This unfortunately created a situation that made for easy pickings when Purdue Pharma, the maker of OxyContin, began to aggressively market its new product. It was not a great medical innovation by any means—opioids had been around for quite some time—which should have made its bold claims of not being addictive hard to swallow:

Prescriptions for opioids increased gradually throughout the 1980s and early 1990s. But it wasn’t until the mid-1990s, when pharmaceutical companies introduced new opioid-based products—and, in particular, OxyContin, a sustained-release formulation of a decades-old medication called oxycodone, manufactured by Purdue Pharma in Stamford, Connecticut—that such prescriptions surged and the use of opioids to treat chronic pain became widespread.


Purdue Pharma and other companies promoted their opioid products heavily. They lobbied lawmakers, sponsored continuing medical-education courses, funded professional and patient organizations and sent representatives to visit individual doctors. During all of these activities, they emphasized the safety, efficacy and low potential for addiction of prescription opioids.

In hindsight, the ease with which Purdue Pharma was able to reconfigure pain management in the U.S. healthcare system is both impressive and disturbing. Lowered levels of federal drug regulation, the repercussions of ending the ban on the direct-to-consumer advertising (DTCA) of drugs, and a sincere recognition of the need to take pain management more seriously all conspired to make Purdue’s efforts wildly succeed.

            And the company’s efforts were not insubstantial. It made a major commitment to selling its product, which meant selling doctors on prescribing it:

From 1996 to 2001, Purdue conducted more than 40 national pain-management and speaker-training conferences at resorts in Florida, Arizona, and California. More than 5000 physicians, pharmacists, and nurses attended these all-expenses-paid symposia, where they were recruited and trained for Purdue's national speaker bureau …


One of the cornerstones of Purdue's marketing plan was the use of sophisticated marketing data to influence physicians’ prescribing. Drug companies compile prescriber profiles on individual physicians—detailing the prescribing patterns of physicians nationwide—in an effort to influence doctors’ prescribing habits. Through these profiles, a drug company can identify the highest and lowest prescribers of particular drugs in a single zip code, county, state, or the entire country …


A lucrative bonus system encouraged sales representatives to increase sales of OxyContin in their territories, resulting in a large number of visits to physicians with high rates of opioid prescriptions, as well as a multifaceted information campaign aimed at them. In 2001, in addition to the average sales representative's annual salary of $55,000, annual bonuses averaged $71,500, with a range of $15,000 to nearly $240,000. Purdue paid $40 million in sales incentive bonuses to its sales representatives that year.

And that was just the marketing outlay for one drug. During the late 1990s and the first decade of the 21st century, several more—and even more powerful—opioids hit the market. The pain management sector was flooded with opioids and overall sales skyrocketed.

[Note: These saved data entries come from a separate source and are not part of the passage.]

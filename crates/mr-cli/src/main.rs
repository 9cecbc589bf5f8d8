//! manifest-runner - applies the ordered SQL migration manifest to a database

use clap::Parser;

mod cli;
mod commands;

use cli::Cli;
use commands::common::ExitCode;
use commands::{list, run};

#[tokio::main]
async fn main() {
    let cli = Cli::parse();
    init_diagnostics(cli.global.verbose);

    let result = if cli.run.list {
        list::execute(&cli.run, &cli.global)
    } else {
        run::execute(&cli.run, &cli.global).await
    };

    if let Err(err) = result {
        let code = match err.downcast_ref::<ExitCode>() {
            Some(ec) => ec.0,
            None => {
                eprintln!("[FATAL] {err:#}");
                1
            }
        };
        std::process::exit(code);
    }
}

/// Route `log` output to stderr; `RUST_LOG` overrides the default level.
fn init_diagnostics(verbose: bool) {
    let default_level = if verbose { "debug" } else { "warn" };
    env_logger::Builder::from_env(env_logger::Env::default().default_filter_or(default_level))
        .format_timestamp_millis()
        .init();
}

            And the sad irony of this takeover of pain management, which eventually led to a subsequent rapid expansion of black market consumption of opioids like heroin and fentanyl, is that it became apparent fairly quickly that opioids aren’t even that great for managing pain and were already known to be addictive:

In fact, opioids are not particularly effective for treating chronic pain; with long-term use, people can develop tolerance to the drugs and even become more sensitive to pain. And the claim that OxyContin was less addictive than other opioid painkillers was untrue—Purdue Pharma knew that it was addictive, as it admitted in a 2007 lawsuit that resulted in a US$635 million fine for the company. But doctors and patients were unaware of that at the time.

This has left the medical establishment not only needing to develop other ways to manage pain but also effective ways to treat opioid addiction. A bad situation was made considerably worse.

One Way Out: The Efficacy Of Holistic Treatments

There are a number of new approaches being developed to try to replace the bloated role that opioids came to play in pain management. Some are other types of drug therapies, such as oral analgesics, topical analgesics, and a range of muscle relaxers and nerve blocks. But another area of development is alternative therapies.

This is driven by an increasing body of research that shows such holistic treatments can help many patients manage - or even avoid - chronic pain. As the Director of the Comprehensive Pain and Headache Center at The Ohio State University Wexner Medical Center’s Neurological Institute, Dr. Steven Severyn stated in U.S. News & World Report: “…opioids have long been considered the ‘go-to’ drugs to help manage acute pain … [but] Various studies have shown the benefits of using non-drug treatments such as acupuncture, aromatherapy, biofeedback, chiropractic, cognitive behavioral therapy, hypnotherapy and massage to help relieve chronic pain.”

One key aspect of holistic treatments is that the patient is approached as a whole being, as opposed to issues being treated in isolation, which increases the likelihood of specific aspects of a person’s condition receiving management without due consideration of possible repercussions. One aspect of the opioid disaster is that pain was treated in a vacuum, with an attitude of “have a bottle of these pills and take them until it doesn’t hurt anymore” becoming normalized. This approach often did not carefully consider the precise source of the pain nor seriously appreciate the possibility of an addiction developing due to either physiological or psychological issues. The guiding principle of the Western medical tradition—primum non nocere (first, do no harm)—was profoundly discarded.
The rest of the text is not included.